The three federal banking agencies (i.e., the Federal Reserve Board, the Federal Deposit Insurance Corporation, and the Office of the Comptroller of the Currency—collectively, the Agencies) published a final rule (the Rule) on November 23, 2021, requiring “banking organizations” to notify their primary federal regulator within 36 hours in the event of certain types of computer-security incidents. The Rule separately requires “bank service providers” to notify banking organization customers as soon as possible in the event of any incident that has or is reasonably likely to materially affect those customers for four or more hours.

The Rule applies to all national banks, insured state member and nonmember banks, federal and insured state savings associations, US bank holding companies and savings and loan holding companies, state and federal branches and agencies of foreign banks, and the US operations of foreign banking organizations. Bank service providers covered by the Rule include any bank service company or other person that provides services subject to the Bank Service Company Act. The Rule is scheduled to take effect on April 1, 2022, with full compliance required by May 1, 2022.

Under the Rule, any computer-security incident that rises to the level of a “notification incident” triggers the notification requirement applicable to banking organizations.

The Rule defines a “computer-security incident” as “an occurrence that results in actual harm to the confidentiality, integrity, or availability of an information system or the information that the system processes, stores, or transmits.”

The Rule defines a “notification incident” as “a computer-security incident that has materially disrupted or degraded, or is reasonably likely to materially disrupt or degrade, a banking organization’s —

(i) Ability to carry out banking operations, activities, or processes, or deliver banking products and services to a material portion of its customer base, in the ordinary course of business;

(ii) Business line(s), including associated operations, services, functions, and support, that upon failure would result in a material loss of revenue, profit, or franchise value; or

(iii) Operations, including associated services, functions and support, as applicable, the failure or discontinuance of which would pose a threat to the financial stability of the United States.”

Computer-security incidents may include major computer-system failures; cyber-related interruptions, such as distributed denial of service and ransomware attacks; or other types of significant operational interruptions.

The stated purpose of the Rule’s 36-hour notification requirement is to “help promote early awareness of emerging threats to banking organizations and the broader financial system.” Thus, the Rule does not set forth specific content or format requirements for the required notification, and indeed suggests that any form of written or oral communication to the appropriate federal agency will be sufficient, subject to the Agencies’ authority to prescribe particular notification methods in the future.

Computer-security incident notifications and any information related to the incident will be subject to the Agencies’ general confidentiality regulations.

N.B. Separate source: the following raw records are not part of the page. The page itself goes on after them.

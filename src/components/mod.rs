// Copyright (C) 2026  Caprica Software Limited
//
// This program is free software: you can redistribute it and/or modify
// it under the terms of the GNU General Public License as published by
// the Free Software Foundation, either version 3 of the License, or
// (at your option) any later version.
//
// This program is distributed in the hope that it will be useful,
// but WITHOUT ANY WARRANTY; without even the implied warranty of
// MERCHANTABILITY or FITNESS FOR A PARTICULAR PURPOSE.  See the
// GNU General Public License for more details.
//
// You should have received a copy of the GNU General Public License
// along with this program.  If not, see <https://www.gnu.org/licenses/>.

//! Reusable interactive widgets.
//!
//! Each component keeps its own state, handles the key events routed to it,
//! and knows how to draw itself through [`crate::render::Render`].

mod movie_grid;
mod search_bar;

pub(crate) use movie_grid::{MovieGrid, MovieGridState};
pub(crate) use search_bar::{SearchBar, SearchBarMode};
// Copyright (C) 2026  Caprica Software Limited
//
// This program is free software: you can redistribute it and/or modify
// it under the terms of the GNU General Public License as published by
// the Free Software Foundation, either version 3 of the License, or
// (at your option) any later version.
//
// This program is distributed in the hope that it will be useful,
// but WITHOUT ANY WARRANTY; without even the implied warranty of
// MERCHANTABILITY or FITNESS FOR A PARTICULAR PURPOSE.  See the
// GNU General Public License for more details.
//
// You should have received a copy of the GNU General Public License
// along with this program.  If not, see <https://www.gnu.org/licenses/>.

use anyhow::Result;

use crate::{
    App,
    catalog::CatalogError,
    components::SearchBarMode,
    model::{
        Movie,
        search::{SearchAction, SearchError},
    },
    tasks::AppTask,
};

/// Applies an action to the search state and carries out whatever catalog
/// request it asks for.
pub(crate) fn apply(app: &mut App, action: SearchAction) -> Result<()> {
    let before: Vec<u64> = app.search.displayed().iter().map(|m| m.id).collect();

    if let Some(request) = app.search.update(action) {
        tracing::debug!(?request, "dispatching catalog request");
        app.task_tx.send(AppTask::Fetch(request))?;
    }

    let after = app.search.displayed().iter().map(|m| m.id);
    if !after.eq(before.iter().copied()) {
        app.grid_state.reset();
    }

    app.search_bar.mode = if app.search.is_server_search() {
        SearchBarMode::Results
    } else if app.search.query().trim().is_empty() {
        SearchBarMode::Popular
    } else {
        SearchBarMode::Filter
    };

    Ok(())
}

pub(super) fn handle_popular_loaded(
    app: &mut App,
    result: Result<Vec<Movie>, CatalogError>,
) -> Result<()> {
    match &result {
        Ok(movies) => tracing::info!(count = movies.len(), "popular movies loaded"),
        Err(e) => tracing::error!("{}: {e}", SearchError::LoadFailed),
    }

    apply(app, SearchAction::PopularLoaded(result))
}

pub(super) fn handle_search_completed(
    app: &mut App,
    result: Result<Vec<Movie>, CatalogError>,
) -> Result<()> {
    match &result {
        Ok(movies) => tracing::info!(count = movies.len(), "search results received"),
        Err(e) => tracing::error!("{}: {e}", SearchError::SearchFailed),
    }

    apply(app, SearchAction::SearchCompleted(result))
}
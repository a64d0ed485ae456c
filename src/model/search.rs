// Copyright (C) 2026  Caprica Software Limited
//
// This program is free software: you can redistribute it and/or modify
// it under the terms of the GNU General Public License as published by
// the Free Software Foundation, either version 3 of the License, or
// (at your option) any later version.
//
// This program is distributed in the hope that it will be useful,
// but WITHOUT ANY WARRANTY; without even the implied warranty of
// MERCHANTABILITY or FITNESS FOR A PARTICULAR PURPOSE.  See the
// GNU General Public License for more details.
//
// You should have received a copy of the GNU General Public License
// along with this program.  If not, see <https://www.gnu.org/licenses/>.

//! Movie search and filter state.
//!
//! [`MovieSearch`] owns everything the search page shows: the query text, the
//! movies on screen, the unfiltered popular list they are filtered from, and
//! the loading and error indicators.
//!
//! There are two ways of narrowing the list:
//!
//! * **Filtering**: while typing, the popular list is filtered locally by
//!   title.
//! * **Server search**: submitting the query asks the catalog instead, and the
//!   response replaces the list outright. Further typing leaves those results
//!   alone until the query is submitted again or cleared.
//!
//! State only changes through [`MovieSearch::update`], which performs no I/O.
//! When a transition needs the catalog it hands back a [`CatalogRequest`] for
//! the caller to carry out, and the outcome comes back in later as another
//! [`SearchAction`].

use std::fmt;

use crate::{catalog::CatalogError, model::Movie};

#[derive(Debug, Clone, Copy, PartialEq, Eq)]
pub(crate) enum SearchError {
    LoadFailed,
    SearchFailed,
}

impl fmt::Display for SearchError {
    fn fmt(&self, f: &mut fmt::Formatter<'_>) -> fmt::Result {
        match self {
            SearchError::LoadFailed => f.write_str("Failed to load movies"),
            SearchError::SearchFailed => f.write_str("Failed to search movies"),
        }
    }
}

#[derive(Debug)]
pub(crate) enum SearchAction {
    Activate,
    InputChanged(String),
    Submit,
    PopularLoaded(Result<Vec<Movie>, CatalogError>),
    SearchCompleted(Result<Vec<Movie>, CatalogError>),
}

#[derive(Debug, Clone, PartialEq, Eq)]
pub(crate) enum CatalogRequest {
    Popular,
    Search(String),
}

#[derive(Debug, Default)]
pub(crate) struct MovieSearch {
    query: String,
    displayed: Vec<Movie>,
    baseline: Vec<Movie>,
    error: Option<SearchError>,
    loading: bool,
    server_search_mode: bool,
}

impl MovieSearch {
    pub(crate) fn new() -> Self {
        Self::default()
    }

    pub(crate) fn query(&self) -> &str {
        &self.query
    }

    pub(crate) fn displayed(&self) -> &[Movie] {
        &self.displayed
    }

    pub(crate) fn baseline(&self) -> &[Movie] {
        &self.baseline
    }

    pub(crate) fn error(&self) -> Option<SearchError> {
        self.error
    }

    pub(crate) fn is_loading(&self) -> bool {
        self.loading
    }

    pub(crate) fn is_server_search(&self) -> bool {
        self.server_search_mode
    }

    /// Apply a single action, returning the catalog request it calls for.
    pub(crate) fn update(&mut self, action: SearchAction) -> Option<CatalogRequest> {
        match action {
            SearchAction::Activate => {
                self.loading = true;
                Some(CatalogRequest::Popular)
            }

            SearchAction::InputChanged(value) => {
                self.input_changed(value);
                None
            }

            SearchAction::Submit => self.submit(),

            SearchAction::PopularLoaded(result) => {
                match result {
                    Ok(movies) => {
                        self.baseline = movies.clone();
                        self.displayed = movies;
                        self.error = None;
                    }
                    Err(_) => self.error = Some(SearchError::LoadFailed),
                }
                self.loading = false;
                None
            }

            SearchAction::SearchCompleted(result) => {
                match result {
                    Ok(movies) => {
                        self.displayed = movies;
                        self.server_search_mode = true;
                        self.error = None;
                    }
                    Err(_) => {
                        // Search mode is left as it was
                        self.error = Some(SearchError::SearchFailed);
                        self.displayed.clear();
                    }
                }
                self.loading = false;
                None
            }
        }
    }

    fn input_changed(&mut self, value: String) {
        if value.trim().is_empty() {
            self.displayed = self.baseline.clone();
            self.server_search_mode = false;
            self.error = None;
        } else if !self.server_search_mode {
            self.displayed = filter_by_title(&self.baseline, &value);
        }

        self.query = value;
    }

    fn submit(&mut self) -> Option<CatalogRequest> {
        if self.query.trim().is_empty() {
            return None;
        }

        self.loading = true;
        Some(CatalogRequest::Search(self.query.clone()))
    }
}

/// Movies whose title contains `needle`, ignoring case, in their original
/// order.
pub(crate) fn filter_by_title(movies: &[Movie], needle: &str) -> Vec<Movie> {
    let needle = needle.to_lowercase();

    movies
        .iter()
        .filter(|m| m.title.to_lowercase().contains(&needle))
        .cloned()
        .collect()
}
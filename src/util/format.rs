// Copyright (C) 2026  Caprica Software Limited
//
// This program is free software: you can redistribute it and/or modify
// it under the terms of the GNU General Public License as published by
// the Free Software Foundation, either version 3 of the License, or
// (at your option) any later version.
//
// This program is distributed in the hope that it will be useful,
// but WITHOUT ANY WARRANTY; without even the implied warranty of
// MERCHANTABILITY or FITNESS FOR A PARTICULAR PURPOSE.  See the
// GNU General Public License for more details.
//
// You should have received a copy of the GNU General Public License
// along with this program.  If not, see <https://www.gnu.org/licenses/>.

use crate::model::Movie;

const ELLIPSIS: char = '…';

/// Shortens `text` to at most `width` characters, marking the cut with an
/// ellipsis.
///
/// # Examples
///
/// ```ignore
/// assert_eq!(truncate("Interstellar", 8), "Interst…");
/// assert_eq!(truncate("Dune", 8), "Dune");
/// ```
pub(crate) fn truncate(text: &str, width: usize) -> String {
    if text.chars().count() <= width {
        return text.to_string();
    }

    if width == 0 {
        return String::new();
    }

    let mut out: String = text.chars().take(width - 1).collect();
    out.push(ELLIPSIS);
    out
}

/// The card caption for a movie's release year.
pub(crate) fn year_label(movie: &Movie) -> String {
    match movie.release_year() {
        Some(year) => year.to_string(),
        None => "Unknown year".to_string(),
    }
}

/// Movie count for the status line, e.g. `"3 of 20 movies"` while filtering.
pub(crate) fn count_label(shown: usize, total: Option<usize>) -> String {
    match total {
        Some(total) if total != shown => format!("{shown} of {total} movies"),
        _ if shown == 1 => "1 movie".to_string(),
        _ => format!("{shown} movies"),
    }
}

#[cfg(test)]
mod tests {
    use super::*;

    #[test]
    fn truncate_keeps_short_text() {
        assert_eq!(truncate("Dune", 8), "Dune");
        assert_eq!(truncate("Interstellar", 12), "Interstellar");
    }

    #[test]
    fn truncate_marks_the_cut() {
        assert_eq!(truncate("Interstellar", 8), "Interst…");
        assert_eq!(truncate("Amélie", 3), "Am…");
        assert_eq!(truncate("Interstellar", 0), "");
    }

    #[test]
    fn year_label_falls_back_when_unknown() {
        let mut movie = Movie::new(1, "Dune");
        assert_eq!(year_label(&movie), "Unknown year");

        movie.release_date = Some("2021-09-15".into());
        assert_eq!(year_label(&movie), "2021");
    }

    #[test]
    fn count_label_mentions_total_only_when_narrowed() {
        assert_eq!(count_label(20, Some(20)), "20 movies");
        assert_eq!(count_label(1, Some(20)), "1 of 20 movies");
        assert_eq!(count_label(1, None), "1 movie");
        assert_eq!(count_label(0, None), "0 movies");
    }
}
// Copyright (C) 2026  Caprica Software Limited
//
// This program is free software: you can redistribute it and/or modify
// it under the terms of the GNU General Public License as published by
// the Free Software Foundation, either version 3 of the License, or
// (at your option) any later version.
//
// This program is distributed in the hope that it will be useful,
// but WITHOUT ANY WARRANTY; without even the implied warranty of
// MERCHANTABILITY or FITNESS FOR A PARTICULAR PURPOSE.  See the
// GNU General Public License for more details.
//
// You should have received a copy of the GNU General Public License
// along with this program.  If not, see <https://www.gnu.org/licenses/>.

//! Input handling and event processing for the movie grid.
//!
//! This module maps raw terminal keyboard events to cursor movement. Keys
//! that edit text are never consumed here, since the search field always has
//! focus.

use crossterm::event::{Event, KeyCode, KeyEventKind};

use crate::components::MovieGridState;

impl MovieGridState {
    /// Moves the cursor for navigation keys, returning whether the key was
    /// consumed.
    pub(crate) fn process_event(&mut self, event: &Event, len: usize) -> bool {
        let Event::Key(key_event) = event else {
            return false;
        };

        if key_event.kind == KeyEventKind::Release {
            return false;
        }

        match key_event.code {
            KeyCode::Down => self.goto_row_below(len),
            KeyCode::Up => self.goto_row_above(),
            KeyCode::Tab => self.goto_next(len),
            KeyCode::BackTab => self.goto_previous(len),
            KeyCode::PageDown => self.goto_page_forward(len),
            KeyCode::PageUp => self.goto_page_back(),
            _ => return false,
        }

        self.clamp(len);
        true
    }
}

#[cfg(test)]
mod tests {
    use crossterm::event::{KeyEvent, KeyModifiers};

    use super::*;

    fn key(code: KeyCode) -> Event {
        Event::Key(KeyEvent::new(code, KeyModifiers::NONE))
    }

    #[test]
    fn navigation_keys_are_consumed() {
        let mut state = MovieGridState::new();

        assert!(state.process_event(&key(KeyCode::Tab), 3));
        assert_eq!(state.cursor(), 1);

        assert!(state.process_event(&key(KeyCode::BackTab), 3));
        assert!(state.process_event(&key(KeyCode::BackTab), 3));
        assert_eq!(state.cursor(), 2);
    }

    #[test]
    fn text_keys_are_left_for_the_search_bar() {
        let mut state = MovieGridState::new();

        for code in [KeyCode::Char('j'), KeyCode::Left, KeyCode::Backspace, KeyCode::Enter] {
            assert!(!state.process_event(&key(code), 3));
        }
        assert_eq!(state.cursor(), 0);
    }
}
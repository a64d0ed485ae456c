// Copyright (C) 2026  Caprica Software Limited
//
// This program is free software: you can redistribute it and/or modify
// it under the terms of the GNU General Public License as published by
// the Free Software Foundation, either version 3 of the License, or
// (at your option) any later version.
//
// This program is distributed in the hope that it will be useful,
// but WITHOUT ANY WARRANTY; without even the implied warranty of
// MERCHANTABILITY or FITNESS FOR A PARTICULAR PURPOSE.  See the
// GNU General Public License for more details.
//
// You should have received a copy of the GNU General Public License
// along with this program.  If not, see <https://www.gnu.org/licenses/>.

//! User interface rendering logic.
//!
//! This module handles the translation of the [`App`] state into visual
//! widgets using the `ratatui` framework. It is responsible for layout
//! management, widget styling, and terminal frame composition.
//!
//! # Rendering Pipeline
//!
//! The primary entry point is the [`draw`] function, which is called after
//! every processed event.

use ratatui::{
    Frame,
    layout::{Alignment, Constraint, Direction, Layout, Rect},
    style::{Modifier, Style},
    text::{Line, Span},
    widgets::{Block, Paragraph},
};

use crate::{
    App,
    components::MovieGrid,
    model::search::MovieSearch,
    theme::Theme,
    util::format::{count_label, year_label},
};

const LOADING_TEXT: &str = "Loading...";
const NO_RESULTS_TEXT: &str = "No movies found.";
const HELP_TEXT: &str =
    " Enter search · Tab/Shift+Tab next/prev · ↑↓ rows · PgUp/PgDn pages · Esc quit ";

pub(crate) trait Render {
    fn draw(&mut self, f: &mut Frame, area: Rect, theme: &Theme);
}

/// Renders the user interface to the terminal frame.
///
/// Top to bottom:
///
/// * **Search bar**: the query input and the search button.
/// * **Status line**: the current error, or the movie count and the movie
///   under the cursor.
/// * **Content**: the movie grid, or a loading / no results placeholder.
/// * **Footer**: key help.
pub(crate) fn draw(f: &mut Frame, app: &mut App) {
    let area = f.area();

    f.render_widget(
        Block::default().style(Style::default().bg(app.theme.background_colour)),
        area,
    );

    let outer = Layout::default()
        .direction(Direction::Vertical)
        .constraints([
            Constraint::Length(3),
            Constraint::Length(1),
            Constraint::Min(0),
            Constraint::Length(1),
        ])
        .split(area);

    app.search_bar.draw(f, outer[0], &app.theme);

    let search = &app.search;
    let mut grid = app.grid_state.as_widget(search.displayed());

    draw_status(f, outer[1], search, &grid, &app.theme);

    if search.is_loading() {
        draw_placeholder(f, outer[2], LOADING_TEXT, &app.theme);
    } else if search.displayed().is_empty() {
        draw_placeholder(f, outer[2], NO_RESULTS_TEXT, &app.theme);
    } else {
        grid.draw(f, outer[2], &app.theme);
    }

    f.render_widget(
        Paragraph::new(HELP_TEXT).style(Style::default().fg(app.theme.status_fg)),
        outer[3],
    );
}

fn draw_status(f: &mut Frame, area: Rect, search: &MovieSearch, grid: &MovieGrid, theme: &Theme) {
    let chunks = Layout::default()
        .direction(Direction::Horizontal)
        .constraints([Constraint::Percentage(50), Constraint::Percentage(50)])
        .horizontal_margin(1)
        .split(area);

    if let Some(error) = search.error() {
        let line = Line::from(Span::styled(
            error.to_string(),
            Style::default()
                .fg(theme.error_colour)
                .add_modifier(Modifier::BOLD),
        ));
        f.render_widget(Paragraph::new(line), chunks[0]);
        return;
    }

    if search.is_loading() {
        return;
    }

    let total = (!search.is_server_search()).then(|| search.baseline().len());
    let count = count_label(search.displayed().len(), total);
    f.render_widget(
        Paragraph::new(count).style(Style::default().fg(theme.status_fg)),
        chunks[0],
    );

    if let Some(movie) = grid.selected() {
        let line = Line::from(vec![
            Span::styled(
                movie.title.as_str(),
                Style::default().fg(theme.accent_colour),
            ),
            Span::styled(
                format!(" ({})", year_label(movie)),
                Style::default().fg(theme.status_fg),
            ),
        ]);
        f.render_widget(Paragraph::new(line).alignment(Alignment::Right), chunks[1]);
    }
}

fn draw_placeholder(f: &mut Frame, area: Rect, text: &str, theme: &Theme) {
    let [_, middle, _] = Layout::vertical([
        Constraint::Min(0),
        Constraint::Length(1),
        Constraint::Min(0),
    ])
    .areas(area);

    f.render_widget(
        Paragraph::new(text)
            .alignment(Alignment::Center)
            .style(Style::default().fg(theme.status_fg)),
        middle,
    );
}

The Rule separately requires bank service providers to notify a designated point of contact at each affected banking organization customer as soon as possible in the event of a computer-security incident that has or is reasonably likely to materially affect customers for four or more hours. This notification will allow the banking organization to assess whether the incident will trigger the banking organization’s own notification requirement to the appropriate federal Agency. While banking organizations’ contractual arrangements with service providers generally impose incident notification requirements, the Agencies have determined “that this issue is important enough to warrant an independent regulatory requirement that ensures consistency and enforceability.”


  • The Rule as finally adopted is narrower in coverage than the original rule proposal. Among other things, the Rule narrowed the definition of computer-security incident contained in the proposal by focusing on actual, rather than potential, harm and by removing the second prong of the proposed definition relating to violations of internal policies or procedures. Further, the final Rule substituted the phrase “reasonably likely to” in place of “could” in the definition of notification incident, and replaced the “good faith belief” notification standard with a more objective determination standard.
  • The eight current systemically important Financial Market Utilities (consisting of the leading financial transaction transfer, clearance, and settlement systems) are excluded from the Rule because they are already subject to incident notification requirements under other federal regulations.
  • Although the Bank Secrecy Act and the Interagency Guidance on Response Programs for Unauthorized Access to Customer Information and Customer Notice already require banking organizations to notify their regulator for certain limited computer-security incidents, the Rule expands on the type of incident that triggers notification and adds a shorter notification deadline.
  • Several commenters had suggested that the Agencies use a 72-hour window to provide additional time to assess potential incidents and to align the Rule with other regulatory requirements such as the New York State Department of Financial Services’ cybersecurity event notification requirement, or the European Union’s General Data Protection Regulation. Rather than adopting a similar timeframe, the Agencies decided instead on a 36-hour notification requirement given that the Rule does not require the provision of a detailed notice. In turn, the flexibility allowed in the contents of any required notice may alleviate to some extent the compliance issues associated with the accelerated notification timeline.
  • The Rule states that affiliated banking organizations each have separate and independent notification obligations. Subsidiaries of banking organizations that are not themselves banking organizations, however, do not have notification requirements. Thus, if a computer-security incident were to occur at a non-banking organization subsidiary of a banking organization (e.g., certain nonbank subsidiaries of a US bank holding company), the parent banking organization would need to assess whether the incident was a notification incident for it, and if so, the parent would be required to notify its primary federal regulator.